WWM #27: Fruits

Summer is the time of year when we live on fruit salads. If we get ambitious, maybe a pie, tart, galette . . . you get the picture. The prompt of “fruits” is perfect for the middle of July, the month of #WorldWatercolorMonth2019.

This year looks like it will be a really good year for our fig tree, a Brown Turkey. We used to have a Kadota, which is a lovely green fruit, and a perfect foil for the Brown Turkey, which are a deep purply-brown color. Figs are something I look forward to every year, to just walk out to the tree and enjoy a sweet treat . . .

Besides anticipating figs, we have also enjoyed grapes and apricots this season.  Cherries, nectarines, melons, raspberries, strawberries, blackberries, blueberries.  Abundance!

The first painting is not quite where I want it to be.  I was focusing on contrast and shadows to separate one piece of fruit from another.  The same for the grapes and apricots, which is a bit more successful although I am not quite pleased with it because I think it is a bit overworked.  It’s interesting how I feel pretty good about some things – more confident – and less so with others.  I guess we all do.

WWM #26: Natural Wonders

The American West is filled with places you probably could not survive in for long without the amenities of water and shade and good soil to grow crops. Many of these areas have become national parks and monuments to preserve them for present and future generations, and to keep them from being destroyed and exploited, as is wont in the US. If you can make money off it, do it!  I don’t get how “conservatives” fail to “conserve” the beauty around us . . .

Anyway!

The White Sands National Monument, in New Mexico, is a strange and lovely place. White sand unlike what you usually find, accompanied by sparse plants, shifting dunes, and the vast New Mexico sky. Here are some studies – which, in my opinion, are all failures. That sand is so hard to express!

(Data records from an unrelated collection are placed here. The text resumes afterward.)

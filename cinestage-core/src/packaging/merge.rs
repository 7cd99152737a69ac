// ============================================================================
// cinestage-core/src/packaging/merge.rs
// ============================================================================
//
// SOURCE MERGE: Single Copy-Through or Validated Concatenation
//
// A single source is stream-copied. Several sources are only concatenated
// losslessly when their codec parameters agree; otherwise the merge either
// fails with `IncompatibleSources` or, when configured, re-encodes every
// source onto the first source's resolution and frame rate before joining.

use crate::enhance::{fps_arg, h264_encode};
use crate::error::{CoreError, CoreResult};
use crate::external::{Filter, FilterChain, FilterGraph};
use crate::media::{CodecParameters, MediaArtifact};
use crate::pipeline::StageContext;
use crate::temp_files::create_temp_dir;

use log::{info, warn};
use serde::Serialize;
use std::fs;
use std::path::Path;

/// How the sources were joined.
#[derive(Debug, Clone, Copy, PartialEq, Eq, Serialize)]
#[serde(rename_all = "snake_case")]
pub enum MergeMethod {
    Copy,
    Concat,
    Normalized,
}

#[derive(Debug, Clone)]
pub struct MergeOutcome {
    pub artifact: MediaArtifact,
    pub method: MergeMethod,
}

/// Returns a description of the first mismatch, if any.
pub fn check_compatibility(sources: &[MediaArtifact]) -> Option<String> {
    let (first, rest) = sources.split_first()?;
    let baseline: CodecParameters = first.codec_parameters();
    rest.iter().find_map(|s| {
        let params = s.codec_parameters();
        (params != baseline).then(|| {
            format!(
                "{} ({}) does not match {} ({})",
                s.path.display(),
                params,
                first.path.display(),
                baseline
            )
        })
    })
}

/// Joins `sources` into `output`.
pub fn merge_sources(
    ctx: &StageContext<'_>,
    sources: &[MediaArtifact],
    output: &Path,
) -> CoreResult<MergeOutcome> {
    let method = match sources {
        [] => {
            return Err(CoreError::Configuration(
                "packaging needs at least one source".to_string(),
            ));
        }
        [single] => {
            info!("Single source, copying {}", single.path.display());
            let command = ctx
                .config
                .tools
                .ffmpeg()
                .opt("-i", &single.path)
                .opt("-c", "copy")
                .output(output);
            ctx.invoker.execute(&command, ctx.cancel)?;
            MergeMethod::Copy
        }
        _ => match check_compatibility(sources) {
            None => {
                concat_copy(ctx, sources, output)?;
                MergeMethod::Concat
            }
            Some(mismatch) if ctx.config.packaging.normalize_mismatched_sources => {
                warn!("Sources differ, re-encoding to a common baseline: {}", mismatch);
                concat_normalized(ctx, sources, output)?;
                MergeMethod::Normalized
            }
            Some(mismatch) => return Err(CoreError::IncompatibleSources(mismatch)),
        },
    };

    let artifact = ctx.prober.probe(output)?;
    Ok(MergeOutcome { artifact, method })
}

fn concat_copy(ctx: &StageContext<'_>, sources: &[MediaArtifact], output: &Path) -> CoreResult<()> {
    info!("Concatenating {} compatible sources", sources.len());
    let stage_dir = output.parent().unwrap_or_else(|| Path::new("."));
    let scratch = create_temp_dir(&ctx.config.paths, stage_dir, "concat")?;
    let list = scratch.path().join("sources.txt");
    fs::write(&list, concat_list(sources))?;

    let command = ctx
        .config
        .tools
        .ffmpeg()
        .opt("-f", "concat")
        .opt("-safe", "0")
        .opt("-i", &list)
        .opt("-c", "copy")
        .output(output);
    ctx.invoker.execute(&command, ctx.cancel)?;
    Ok(())
}

/// Body of an ffmpeg concat-demuxer list.
pub fn concat_list(sources: &[MediaArtifact]) -> String {
    sources
        .iter()
        .map(|s| {
            let path = s.canonical_path.to_string_lossy().replace('\'', "'\\''");
            format!("file '{path}'\n")
        })
        .collect()
}

/// Scale/pad/fps/format graph joining every input onto the first one's baseline.
pub fn normalize_graph(sources: &[MediaArtifact]) -> Option<FilterGraph> {
    let first = sources.first()?;
    let (w, h) = (first.resolution.width, first.resolution.height);
    let fps = if first.frame_rate > 0.0 { first.frame_rate } else { 30.0 };

    let mut graph = FilterGraph::new();
    let mut concat = FilterChain::new();
    for i in 0..sources.len() {
        let label = format!("v{i}");
        graph = graph.chain(
            FilterChain::new()
                .input(&format!("{i}:v"))
                .then(
                    Filter::new("scale")
                        .pos(w)
                        .pos(h)
                        .kv("force_original_aspect_ratio", "decrease"),
                )
                .then(
                    Filter::new("pad")
                        .pos(w)
                        .pos(h)
                        .pos("(ow-iw)/2")
                        .pos("(oh-ih)/2"),
                )
                .then(Filter::new("fps").pos(fps_arg(fps)))
                .then(Filter::new("format").pos("yuv420p"))
                .then(Filter::new("setsar").pos(1))
                .output(&label),
        );
        concat = concat.input(&label);
    }
    let concat = concat
        .then(
            Filter::new("concat")
                .kv("n", sources.len())
                .kv("v", 1)
                .kv("a", 0),
        )
        .output("outv");
    Some(graph.chain(concat))
}

fn concat_normalized(
    ctx: &StageContext<'_>,
    sources: &[MediaArtifact],
    output: &Path,
) -> CoreResult<()> {
    let graph = normalize_graph(sources).ok_or_else(|| {
        CoreError::Configuration("packaging needs at least one source".to_string())
    })?;
    let mut command = ctx.config.tools.ffmpeg();
    for source in sources {
        command = command.opt("-i", &source.path);
    }
    let command = command
        .filter("-filter_complex", &graph)
        .opt("-map", "[outv]");
    let command = h264_encode(command, &ctx.config.enhance).output(output);
    ctx.invoker.execute(&command, ctx.cancel)?;
    Ok(())
}

#[cfg(test)]
mod tests {
    use super::*;
    use crate::external::mocks::sample_artifact;
    use crate::media::Resolution;

    #[test]
    fn identical_sources_are_compatible() {
        let a = sample_artifact(Path::new("/v/a.mp4"), 30.0);
        let b = sample_artifact(Path::new("/v/b.mp4"), 30.0);
        assert_eq!(check_compatibility(&[a, b]), None);
    }

    #[test]
    fn mismatch_names_the_offending_source() {
        let a = sample_artifact(Path::new("/v/a.mp4"), 30.0);
        let mut b = sample_artifact(Path::new("/v/b.mp4"), 30.0);
        b.resolution = Resolution::new(1920, 1080);
        let detail = check_compatibility(&[a.clone(), b]).unwrap();
        assert!(detail.contains("/v/b.mp4"));
        assert!(detail.contains("1920x1080"));

        let c = sample_artifact(Path::new("/v/c.mp4"), 25.0);
        assert!(check_compatibility(&[a, c]).is_some());
    }

    #[test]
    fn concat_list_quotes_paths() {
        let a = sample_artifact(Path::new("/v/it's here.mp4"), 30.0);
        assert_eq!(concat_list(&[a]), "file '/v/it'\\''s here.mp4'\n");
    }

    #[test]
    fn normalize_graph_labels_every_input() {
        let a = sample_artifact(Path::new("/v/a.mp4"), 30.0);
        let b = sample_artifact(Path::new("/v/b.mp4"), 24.0);
        let rendered = normalize_graph(&[a, b]).unwrap().render();
        assert!(rendered.starts_with(
            "[0:v]scale=1280:720:force_original_aspect_ratio=decrease,pad=1280:720:(ow-iw)/2:(oh-ih)/2,fps=30,format=yuv420p,setsar=1[v0];"
        ));
        assert!(rendered.contains("[1:v]scale=1280:720"));
        assert!(rendered.ends_with("[v0][v1]concat=n=2:v=1:a=0[outv]"));
    }
}
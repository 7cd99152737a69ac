// ============================================================================
// cinestage-core/src/analysis/frames.rs
// ============================================================================
//
// FRAME SOURCES: Streaming Decoded Luma Frames to the Signal Extractor
//
// The extractor never decodes video itself. It asks a `FrameSource` to visit
// every frame of an artifact in order. The production source streams raw RGB
// frames out of ffmpeg through ffmpeg-sidecar and converts them to luma.
//
// Malformed or truncated inputs are tolerated: if ffmpeg produces no frames
// the source reports zero frames instead of failing, and the extractor then
// yields an all-zero profile.

// ---- Internal crate imports ----
use crate::error::{CoreError, CoreResult};
use crate::external::CancelToken;
use crate::media::MediaArtifact;

// ---- External crate imports ----
use ffmpeg_sidecar::child::FfmpegChild;
use ffmpeg_sidecar::command::FfmpegCommand;
use ffmpeg_sidecar::iter::FfmpegIterator;
use image::{GrayImage, Luma, RgbImage};

// ---- Standard library imports ----
use std::io;
use std::sync::atomic::{AtomicBool, Ordering};
use std::sync::{Mutex, MutexGuard};
use std::thread;
use std::time::Duration;

/// How often the watcher looks at the cancel token while ffmpeg is silent.
const CANCEL_POLL_INTERVAL: Duration = Duration::from_millis(50);

/// Visits decoded frames in presentation order.
pub trait FrameSource: Send + Sync {
    /// Calls `visit` once per frame and returns the number of frames visited.
    ///
    /// An error returned by `visit` stops decoding and is propagated. A
    /// cancelled `cancel` stops decoding with `CoreError::Cancelled`.
    fn for_each_frame(
        &self,
        artifact: &MediaArtifact,
        cancel: &CancelToken,
        visit: &mut dyn FnMut(GrayImage) -> CoreResult<()>,
    ) -> CoreResult<usize>;
}

/// Decodes with an ffmpeg child process via ffmpeg-sidecar.
#[derive(Debug, Clone)]
pub struct FfmpegFrameSource {
    ffmpeg: String,
}

impl FfmpegFrameSource {
    pub fn new(ffmpeg: impl Into<String>) -> Self {
        Self {
            ffmpeg: ffmpeg.into(),
        }
    }
}

impl Default for FfmpegFrameSource {
    fn default() -> Self {
        Self::new("ffmpeg")
    }
}

impl FrameSource for FfmpegFrameSource {
    fn for_each_frame(
        &self,
        artifact: &MediaArtifact,
        cancel: &CancelToken,
        visit: &mut dyn FnMut(GrayImage) -> CoreResult<()>,
    ) -> CoreResult<usize> {
        if cancel.is_cancelled() {
            return Err(cancelled(artifact));
        }

        let input = artifact.path.to_string_lossy().into_owned();
        let mut cmd = FfmpegCommand::new_with_path(&self.ffmpeg);
        cmd.hide_banner().input(&input).args(["-an", "-sn"]).rawvideo();
        log::debug!("Decoding frames for analysis: {}", artifact.path.display());

        let mut child = cmd.spawn().map_err(|e| match e.kind() {
            io::ErrorKind::NotFound => CoreError::ToolUnavailable {
                tool: self.ffmpeg.clone(),
            },
            _ => CoreError::Analysis(format!("failed to start frame decoder: {e}")),
        })?;

        let iter = match child.iter() {
            Ok(iter) => iter,
            Err(e) => {
                terminate(&mut child);
                return Err(CoreError::Analysis(format!(
                    "failed to read decoder output: {e}"
                )));
            }
        };

        // The iterator owns the pipes; the child is shared with a watcher that
        // kills it on cancellation even when no frame arrives.
        let child = Mutex::new(child);
        let finished = AtomicBool::new(false);
        let decoded = thread::scope(|scope| {
            scope.spawn(|| {
                while !finished.load(Ordering::SeqCst) {
                    if cancel.is_cancelled() {
                        log::warn!("Cancelling frame decoder");
                        terminate(&mut lock(&child));
                        return;
                    }
                    thread::sleep(CANCEL_POLL_INTERVAL);
                }
            });
            let decoded = decode(iter, artifact, cancel, visit);
            finished.store(true, Ordering::SeqCst);
            decoded
        });

        let mut child = child.into_inner().unwrap_or_else(|p| p.into_inner());
        let count = match decoded {
            Ok(count) => count,
            Err(e) => {
                terminate(&mut child);
                return Err(e);
            }
        };

        match child.wait() {
            Ok(status) if !status.success() => {
                log::warn!(
                    "Frame decoder exited with {} after {} frames for {}",
                    status,
                    count,
                    artifact.path.display()
                );
            }
            Ok(_) => {}
            Err(e) => log::warn!("Failed to reap frame decoder: {}", e),
        }

        if count == 0 {
            log::warn!(
                "No decodable frames in {}; metrics default to zero",
                artifact.path.display()
            );
        }
        Ok(count)
    }
}

fn decode(
    iter: FfmpegIterator,
    artifact: &MediaArtifact,
    cancel: &CancelToken,
    visit: &mut dyn FnMut(GrayImage) -> CoreResult<()>,
) -> CoreResult<usize> {
    let mut count = 0usize;
    for frame in iter.filter_frames() {
        if cancel.is_cancelled() {
            return Err(cancelled(artifact));
        }
        let Some(rgb) = RgbImage::from_raw(frame.width, frame.height, frame.data) else {
            log::warn!(
                "Skipping malformed frame {} ({}x{}) in {}",
                frame.frame_num,
                frame.width,
                frame.height,
                artifact.path.display()
            );
            continue;
        };
        visit(to_luma(&rgb))?;
        count += 1;
    }
    // A killed decoder simply closes its pipes.
    if cancel.is_cancelled() {
        return Err(cancelled(artifact));
    }
    Ok(count)
}

/// Rec.601 luma (0.299 R + 0.587 G + 0.114 B), the weighting the noise and
/// blur bands are calibrated against.
pub fn to_luma(rgb: &RgbImage) -> GrayImage {
    GrayImage::from_fn(rgb.width(), rgb.height(), |x, y| {
        let [r, g, b] = rgb.get_pixel(x, y).0;
        let y = 0.299 * f64::from(r) + 0.587 * f64::from(g) + 0.114 * f64::from(b);
        Luma([y.round().clamp(0.0, 255.0) as u8])
    })
}

fn cancelled(artifact: &MediaArtifact) -> CoreError {
    CoreError::Cancelled(format!(
        "frame decoding of {} was cancelled",
        artifact.path.display()
    ))
}

fn terminate(child: &mut FfmpegChild) {
    if let Err(e) = child.kill() {
        log::debug!("kill failed (decoder may have exited): {}", e);
    }
    let _ = child.wait();
}

fn lock<T>(m: &Mutex<T>) -> MutexGuard<'_, T> {
    m.lock().unwrap_or_else(|poisoned| poisoned.into_inner())
}
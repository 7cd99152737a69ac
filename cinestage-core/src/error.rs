// ============================================================================
// cinestage-core/src/error.rs
// ============================================================================
//
// ERROR HANDLING: Error Types for the Cinestage Core Library
//
// This module defines the error taxonomy used throughout cinestage-core. Every
// fallible operation in the crate returns `CoreResult<T>`; tool-level failures
// raised by the invoker (`ToolError`) are folded into the matching `CoreError`
// variant so the coordinator can decide between degrading and aborting.
//
// KEY COMPONENTS:
// - CoreError: Main error enum for all library operations
// - CoreResult: Result alias used across the crate
// - Classification helpers used by the coordinator's degradation rules

// ---- Internal crate imports ----
use crate::external::ToolError;

// ---- External crate imports ----
use thiserror::Error;

// ---- Standard library imports ----
use std::io;
use std::path::PathBuf;

// ============================================================================
// ERROR TYPES
// ============================================================================

/// Main error type for the Cinestage core library.
#[derive(Error, Debug)]
pub enum CoreError {
    /// Invalid input, missing input file or out-of-range configuration value.
    #[error("Configuration error: {0}")]
    Configuration(String),

    /// The binary backing a stage could not be located.
    #[error("Required tool '{tool}' is unavailable")]
    ToolUnavailable { tool: String },

    /// The tool ran but exited unsuccessfully.
    #[error("Tool '{tool}' failed (exit code {code:?}): {stderr}")]
    ToolExecution {
        tool: String,
        code: Option<i32>,
        stderr: String,
    },

    /// The tool exited cleanly but an expected artifact was not produced.
    #[error("Tool '{tool}' reported success but did not produce {}", .path.display())]
    OutputMissing { tool: String, path: PathBuf },

    /// The tool exceeded its configured time limit and was terminated.
    #[error("Tool '{tool}' timed out after {secs}s")]
    ToolTimeout { tool: String, secs: u64 },

    /// The run (or the tool invocation) was cancelled.
    #[error("Operation cancelled: {0}")]
    Cancelled(String),

    /// An artifact-producing stage failed and the run was aborted.
    #[error("Stage '{stage}' failed: {source}")]
    PartialPipelineFailure {
        stage: String,
        #[source]
        source: Box<CoreError>,
    },

    /// Master manifest variant count does not match the encoding ladder.
    #[error("Manifest integrity check failed: expected {expected} variants, found {actual}")]
    ManifestIntegrity { expected: usize, actual: usize },

    /// Multi-source merge inputs disagree on codec parameters.
    #[error("Incompatible merge sources: {0}")]
    IncompatibleSources(String),

    /// Media inspection failed for a file.
    #[error("Failed to probe '{}': {message}", .path.display())]
    Probe { path: PathBuf, message: String },

    /// Signal analysis could not complete.
    #[error("Analysis error: {0}")]
    Analysis(String),

    /// The bounded worker pool could not be created.
    #[error("Worker pool error: {0}")]
    WorkerPool(String),

    #[error("I/O error: {0}")]
    Io(#[from] io::Error),

    #[error("JSON error: {0}")]
    Json(#[from] serde_json::Error),

    #[error("Failed to parse configuration file: {0}")]
    TomlParse(#[from] toml::de::Error),

    #[error("Failed to serialize configuration: {0}")]
    TomlSerialize(#[from] toml::ser::Error),

    #[error("Notification error: {0}")]
    Notification(String),

    /// A run record was mutated after it reached a terminal state, or moved
    /// through the stage machine out of order.
    #[error("Invalid pipeline state: {0}")]
    InvalidState(String),
}

/// Result alias used throughout cinestage-core.
pub type CoreResult<T> = Result<T, CoreError>;

impl CoreError {
    /// Wraps a stage failure so the coordinator can report which stage aborted the run.
    pub fn stage_failed(stage: impl Into<String>, source: CoreError) -> Self {
        CoreError::PartialPipelineFailure {
            stage: stage.into(),
            source: Box::new(source),
        }
    }

    /// True when the failure means the backing binary is missing.
    pub fn is_tool_unavailable(&self) -> bool {
        matches!(self, CoreError::ToolUnavailable { .. })
    }

    pub fn is_cancelled(&self) -> bool {
        match self {
            CoreError::Cancelled(_) => true,
            CoreError::PartialPipelineFailure { source, .. } => source.is_cancelled(),
            _ => false,
        }
    }

    /// Short machine-readable label used in run reports.
    pub fn kind(&self) -> &'static str {
        match self {
            CoreError::Configuration(_) => "configuration",
            CoreError::ToolUnavailable { .. } => "tool_unavailable",
            CoreError::ToolExecution { .. } => "tool_execution",
            CoreError::OutputMissing { .. } => "output_missing",
            CoreError::ToolTimeout { .. } => "tool_timeout",
            CoreError::Cancelled(_) => "cancelled",
            CoreError::PartialPipelineFailure { .. } => "partial_pipeline_failure",
            CoreError::ManifestIntegrity { .. } => "manifest_integrity",
            CoreError::IncompatibleSources(_) => "incompatible_sources",
            CoreError::Probe { .. } => "probe",
            CoreError::Analysis(_) => "analysis",
            CoreError::WorkerPool(_) => "worker_pool",
            CoreError::Io(_) => "io",
            CoreError::Json(_) => "json",
            CoreError::TomlParse(_) | CoreError::TomlSerialize(_) => "config_file",
            CoreError::Notification(_) => "notification",
            CoreError::InvalidState(_) => "invalid_state",
        }
    }
}

impl From<ToolError> for CoreError {
    fn from(err: ToolError) -> Self {
        match err {
            ToolError::NotFound { tool } => CoreError::ToolUnavailable { tool },
            ToolError::NonZeroExit { tool, code, stderr } => {
                CoreError::ToolExecution { tool, code, stderr }
            }
            ToolError::OutputMissing { tool, path } => CoreError::OutputMissing { tool, path },
            ToolError::Timeout { tool, after } => CoreError::ToolTimeout {
                tool,
                secs: after.as_secs(),
            },
            ToolError::Cancelled { tool } => {
                CoreError::Cancelled(format!("'{tool}' was terminated"))
            }
            ToolError::Spawn { tool, source } => CoreError::ToolExecution {
                tool,
                code: None,
                stderr: source.to_string(),
            },
            ToolError::InvalidArgument(msg) => CoreError::Configuration(msg),
        }
    }
}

From the White Sands National Monument, we continue on to Arches National Park.  Layers of sandstone have been worn away by wind and rain, and arches of varying sizes and heights are the keynote of the park.  So many in one place!  The layers of sediment vary in color, erosion creates odd shapes, and the drama of sky and land, seen through the arches, creates visions of worlds within worlds.

I was rather pleased with the painting of the arch, more so than the others.  As usual, depth was a problem, but I think I solved it by doing three things.  First, I applied a cool glaze onto the blue-green-grey plain and mountain range n the distance.  Next, I applied a warm glaze of a yellow-orange hue over the arch itself and the rocks directly below it, but not on the red rocks seen through the arch.  Finally, I added some thin, dark lines along varying edges, and used the same concept of lines to create the plants on the lower border of the painting.

Gouache painting is really helping me “get” watercolor more completely.  Positive and negative space is becoming a more conscious thought, as are colors and methods to depict depth and distance.  It’s been a lot of fun to make a lot of little paintings some days, or only one another.  Each is a wonderful learning experience.